La concentrazione dei combattimenti nell’area di Kiev permette inoltre all’intelligence americana e inglese di scegliere gli obbiettivi individuati da satelliti e droni e trasmetterne le coordinate alle unità tattiche ucraine. Un autentico inferno per le unità della Rosgvardiya, che vengono ritirate, ma lasciano sul campo centinaia di uomini. Non a caso il 6 giugno Vladimir Putin fa approvare un fondo speciale che garantisce risarcimenti da 5 milioni di rubli (circa 89mila euro) ai famigliari di ciascun caduto della Rosgvardya.
Ma, a detta di Oleg Tsarov il fallimento di Kiev poteva essere l’occasione per chiudere la guerra già a fine marzo. “Il ritiro russo da Kiev e da Sumy non è stata una decisione unilaterale. Dietro c’erano dei precisi accordi presi nel corso dei negoziati in Turchia con l’Ucraina e con gli stati chiamati a farsi garanti dell’intesa.

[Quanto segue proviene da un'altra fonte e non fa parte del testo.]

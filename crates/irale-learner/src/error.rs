//! Error types for the learner.

use irale_rules::RuleError;
use thiserror::Error;

#[derive(Error, Debug)]
pub enum LearnError {
    #[error("observed action is not grounded: {action}")]
    UngroundedAction { action: String },
    #[error(transparent)]
    Rule(#[from] RuleError),
    #[error("failed to persist motivation trace: {0}")]
    Trace(#[from] std::io::Error),
}
//! Motivation-trace persistence.
//!
//! When enabled, the explorer appends one JSON object per hill-climbed tick
//! recording the state, the chosen action, its revision probability and a
//! per-rule snapshot (necessities, prematch flag, fulfilment, sampled
//! substitutions). The buffer is rewritten to disk every 50 ticks.

use irale_logic::{Literal, State, Substitution, Term};
use irale_rules::Rule;
use serde_json::{json, Value};
use std::collections::BTreeSet;
use std::fs;
use std::io;
use std::path::PathBuf;

/// Per-rule snapshot attached to one motivation entry.
pub struct RuleMotivation<'a> {
    pub rule: &'a Rule,
    pub prematching: bool,
    pub fulfilment: f64,
    pub substitutions: &'a BTreeSet<Substitution>,
}

pub struct MotivationTrace {
    path: PathBuf,
    entries: Vec<Value>,
}

fn json_literal(lit: &Literal, necessity: Option<f64>) -> Value {
    let name = if lit.positive {
        lit.predicate.name.clone()
    } else {
        format!("-{}", lit.predicate.name)
    };
    let params: Vec<Value> = lit
        .parameters
        .iter()
        .map(|p| Value::String(p.name().to_string()))
        .collect();
    match necessity {
        Some(nec) => json!([name, params, nec]),
        None => json!([name, params]),
    }
}

fn json_substitution(sub: &Substitution) -> Value {
    let pairs: Vec<Value> = sub
        .mapping()
        .iter()
        .map(|(from, to)| json!([from.name(), to.name()]))
        .collect();
    Value::Array(pairs)
}

fn json_constant(term: &Term, necessity: f64) -> Value {
    json!([term.name(), necessity])
}

impl MotivationTrace {
    pub fn new(path: impl Into<PathBuf>) -> Self {
        MotivationTrace {
            path: path.into(),
            entries: Vec::new(),
        }
    }

    pub fn len(&self) -> usize {
        self.entries.len()
    }

    pub fn is_empty(&self) -> bool {
        self.entries.is_empty()
    }

    /// Append one tick's record.
    pub fn record(
        &mut self,
        state: &State,
        action: &Literal,
        revision_prob: f64,
        rules: &[RuleMotivation<'_>],
    ) {
        let state_facts: Vec<Value> = state.facts.iter().map(|f| json_literal(f, None)).collect();

        let rule_objects: Vec<Value> = rules
            .iter()
            .map(|info| {
                let mut preconditions = Vec::new();
                let mut removed = Vec::new();
                for (lit, nec) in &info.rule.preconds_necessities {
                    if info.rule.preconditions.contains(lit) {
                        preconditions.push(json_literal(lit, Some(*nec)));
                    } else {
                        removed.push(json_literal(lit, Some(*nec)));
                    }
                }

                let constants: Vec<Value> = info
                    .rule
                    .consts_necessities
                    .iter()
                    .map(|(cst, nec)| json_constant(cst, *nec))
                    .collect();

                let effects: Vec<Value> = info
                    .rule
                    .add
                    .iter()
                    .chain(&info.rule.del)
                    .map(|eff| json_literal(eff, None))
                    .collect();

                let substitutions: Vec<Value> =
                    info.substitutions.iter().map(json_substitution).collect();

                json!({
                    "preconditions": preconditions,
                    "removed_preconditions": removed,
                    "constants": constants,
                    "action": json_literal(&info.rule.action_literal, None),
                    "effects": effects,
                    "prematching": info.prematching,
                    "fulfilment": info.fulfilment,
                    "substitutions": substitutions,
                })
            })
            .collect();

        self.entries.push(json!({
            "state": state_facts,
            "action": json_literal(action, None),
            "revision": revision_prob,
            "rules": rule_objects,
        }));
    }

    /// Rewrite the whole buffer to disk.
    pub fn flush(&self) -> io::Result<()> {
        let content = serde_json::to_string_pretty(&Value::Array(self.entries.clone()))?;
        fs::write(&self.path, content)
    }
}

#[cfg(test)]
mod tests {
    use super::*;
    use irale_logic::{Predicate, Trace};

    fn fact(p: &str, args: &[&str]) -> Literal {
        Predicate::new(p, args.len()).of(args.iter().map(|a| Term::constant(*a)).collect())
    }

    #[test]
    fn records_carry_the_full_schema() {
        let state = State::from_facts([
            fact("clear", &["a"]),
            fact("clear", &["b"]),
            fact("on", &["a", "c"]),
        ]);
        let mut new_state = state.clone();
        new_state.remove_fact(&fact("on", &["a", "c"]));
        new_state.remove_fact(&fact("clear", &["b"]));
        new_state.add_fact(&fact("on", &["a", "b"]));
        new_state.add_fact(&fact("clear", &["c"]));
        let trace = Trace::new(state.clone(), fact("move", &["a", "b"]), true, new_state);
        let rule = Rule::from_trace(&trace, 0.5, true).unwrap();

        let subs = BTreeSet::from([Substitution::new()]);
        let mut motivation = MotivationTrace::new("/tmp/unused.json");
        motivation.record(
            &state,
            &trace.action,
            0.25,
            &[RuleMotivation {
                rule: &rule,
                prematching: true,
                fulfilment: 0.75,
                substitutions: &subs,
            }],
        );

        assert_eq!(motivation.len(), 1);
        let entry = &motivation.entries[0];
        assert_eq!(entry["revision"], 0.25);
        assert_eq!(entry["action"][0], "move");
        assert_eq!(entry["state"].as_array().unwrap().len(), 3);

        let rule_obj = &entry["rules"][0];
        for key in [
            "preconditions",
            "removed_preconditions",
            "constants",
            "action",
            "effects",
            "prematching",
            "fulfilment",
            "substitutions",
        ] {
            assert!(!rule_obj[key].is_null(), "missing key {key}");
        }
        assert_eq!(rule_obj["prematching"], true);
    }
}
//! The planner interface consumed once a model exists.
//!
//! The learner does not plan towards goals itself; it projects its rule set
//! into a [`Domain`] (see [`crate::domain_from_rules`]) and feeds any
//! conforming planner. Returning `None` from [`Planner::get_next_action`]
//! means no action was found within the planner's budget.

use irale_logic::{Domain, Goal, Literal, Problem, State, Term, TraceLog};

pub trait Planner {
    /// Provide the (projected) domain, the problem and the observation
    /// history.
    fn init(&mut self, domain: &Domain, problem: &Problem, trace: &TraceLog);

    /// The problem changed: new objects, a new goal, or a scripted prefix
    /// of actions to replay first.
    fn update_problem(&mut self, instances: &[Term], goal: &Goal, headstart: &[Literal]);

    /// Best next action for the current state, or `None` on time-out with
    /// no usable plan.
    fn get_next_action(&mut self, state: &State) -> Option<Literal>;
}
#[cfg(test)]
mod tests {
    use super::*;
    use irale_logic::{Predicate, State};
    use rand::rngs::StdRng;
    use rand::SeedableRng;

    fn c(name: &str) -> Term {
        Term::constant(name)
    }

    fn fact(p: &str, args: &[&str]) -> Literal {
        Predicate::new(p, args.len()).of(args.iter().map(|a| c(a)).collect())
    }

    fn delete_pred() -> Predicate {
        Predicate::new("delete", 1)
    }

    fn move_trace(x: &str, y: &str, from: &str) -> Trace {
        let state = State::from_facts([
            fact("clear", &[x]),
            fact("clear", &[y]),
            fact("on", &[x, from]),
        ]);
        let mut new_state = state.clone();
        new_state.remove_fact(&fact("on", &[x, from]));
        new_state.remove_fact(&fact("clear", &[y]));
        new_state.add_fact(&fact("on", &[x, y]));
        new_state.add_fact(&fact("clear", &[from]));
        Trace::new(state, fact("move", &[x, y]), true, new_state)
    }

    fn reviser() -> Reviser {
        Reviser::new(LearnerConfig::default(), 0.5)
    }

    #[test]
    fn first_observation_becomes_a_root_rule() {
        let mut reviser = reviser();
        let mut rng = StdRng::seed_from_u64(1);

        let modified = reviser
            .update_knowledge(&move_trace("a", "b", "c"), &delete_pred(), &mut rng)
            .unwrap();

        assert!(modified);
        assert_eq!(reviser.active.len(), 1);
        assert_eq!(reviser.counter_examples.len(), 1);
        // The example covers itself.
        let id = *reviser.active.first().unwrap();
        let cx = *reviser.counter_examples.first().unwrap();
        assert!(reviser.arena.get(id).covers(reviser.arena.get(cx)));
    }

    #[test]
    fn second_observation_generalizes() {
        let mut reviser = reviser();
        let mut rng = StdRng::seed_from_u64(1);

        reviser
            .update_knowledge(&move_trace("a", "b", "c"), &delete_pred(), &mut rng)
            .unwrap();
        let modified = reviser
            .update_knowledge(&move_trace("b", "c", "a"), &delete_pred(), &mut rng)
            .unwrap();

        assert!(modified);
        assert_eq!(reviser.active.len(), 1);
        let id = *reviser.active.first().unwrap();
        let rule = reviser.arena.get(id);

        // The generalised rule has two parents and covers both examples.
        assert_eq!(rule.parents.len(), 2);
        for &cx in &reviser.counter_examples {
            assert!(rule.covers(reviser.arena.get(cx)));
        }
        assert!(rule.well_formed());
    }

    #[test]
    fn covered_observation_modifies_nothing() {
        let mut reviser = reviser();
        let mut rng = StdRng::seed_from_u64(1);

        reviser
            .update_knowledge(&move_trace("a", "b", "c"), &delete_pred(), &mut rng)
            .unwrap();
        let modified = reviser
            .update_knowledge(&move_trace("a", "b", "c"), &delete_pred(), &mut rng)
            .unwrap();

        assert!(!modified);
        assert_eq!(reviser.active.len(), 1);
    }

    #[test]
    fn failed_action_specializes_prematching_rules() {
        let mut reviser = reviser();
        let mut rng = StdRng::seed_from_u64(1);

        reviser
            .update_knowledge(&move_trace("a", "b", "c"), &delete_pred(), &mut rng)
            .unwrap();
        reviser
            .update_knowledge(&move_trace("b", "c", "a"), &delete_pred(), &mut rng)
            .unwrap();

        // The generalised rule now prematches a state where the same action
        // nevertheless fails.
        let state = State::from_facts([
            fact("clear", &["c"]),
            fact("clear", &["a"]),
            fact("on", &["c", "b"]),
        ]);
        let failed = Trace::new(state.clone(), fact("move", &["c", "a"]), false, state);

        let modified = reviser
            .update_knowledge(&failed, &delete_pred(), &mut rng)
            .unwrap();

        assert!(modified);
        assert_eq!(reviser.failed_counter_examples.len(), 1);
        // No remaining active rule prematches the failed example.
        let fcx = *reviser.failed_counter_examples.first().unwrap();
        for &id in &reviser.active {
            assert!(!reviser
                .arena
                .get(id)
                .prematches(reviser.arena.get(fcx)));
        }
        // The orphaned leaves are re-covered.
        for &cx in &reviser.counter_examples {
            let covered = reviser
                .active
                .iter()
                .any(|&id| reviser.arena.get(id).covers(reviser.arena.get(cx)));
            assert!(covered);
        }
    }

    #[test]
    fn actions_on_deleted_instances_are_ignored() {
        let mut reviser = reviser();
        let mut rng = StdRng::seed_from_u64(1);

        let mut trace = move_trace("a", "b", "c");
        trace.state.add_fact(&delete_pred().of(vec![c("a")]));

        let modified = reviser
            .update_knowledge(&trace, &delete_pred(), &mut rng)
            .unwrap();
        assert!(!modified);
        assert!(reviser.active.is_empty());
    }

    #[test]
    fn ungrounded_actions_are_rejected() {
        let mut reviser = reviser();
        let mut rng = StdRng::seed_from_u64(1);

        let mut trace = move_trace("a", "b", "c");
        trace.action = Predicate::new("move", 2).of(vec![Term::var("X"), c("b")]);

        assert!(reviser
            .update_knowledge(&trace, &delete_pred(), &mut rng)
            .is_err());
    }

    #[test]
    fn domain_projection_reflects_active_rules() {
        let mut reviser = reviser();
        let mut rng = StdRng::seed_from_u64(1);
        reviser
            .update_knowledge(&move_trace("a", "b", "c"), &delete_pred(), &mut rng)
            .unwrap();

        let on = Predicate::new("on", 2);
        let clear = Predicate::new("clear", 1);
        let mv = Predicate::new("move", 2);
        let base = Domain::new(
            vec![],
            BTreeSet::from([on, clear, mv]),
            BTreeSet::new(),
            vec![],
        );

        let projected = domain_from_rules(&base, &reviser.arena, &reviser.active);
        assert_eq!(projected.actions.len(), 1);
        assert_eq!(
            projected.actions[0].action_literal,
            fact("move", &["a", "b"])
        );
    }
}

A fine marzo Vladimir Medinskij, il capo della delegazione russa incaricata dei negoziati anticipò che d’intesa con Putin era stato deciso il ritiro da Kiev e da Sumy. In cambio l’Ucraina s’impegnava ad accettare uno “status” di neutralità, a riconoscere le repubbliche di Donetsk e Lugansk e il passaggio della Crimea a Mosca. Ma solo pochi giorni dopo Washington e Londra hanno fatto saltare tutto”.
Se gli chiedi il come e il perché Oleg Tsarov sorride. “Pensi alle date. Il ritiro russo dal nord si è concluso il 31 marzo, tre giorni dopo è montato il caso di Bucha….
I servizi segreti inglesi sono i veri registi delle mosse di Kiev e sono stati bravissimi, anche in quel caso, a costringere Zelensky a rimangiarsi le intese. Purtroppo voi in Occidente non potete scriverlo perchè per voi è un tabù, ma io lo so. Tra i politici di Kiev ho ancora tantissimi amici e conoscenti e so che oggi nessuno di loro può decidere i propri destini. Le decisioni vengono prese altrove con il solo scopo di fare la guerra alla Russia. Questo non basterà a sconfiggerla, ma di certo costerà tantissime altre vite russe ed ucraine. E questo da ucraino è il mio grande dolore”.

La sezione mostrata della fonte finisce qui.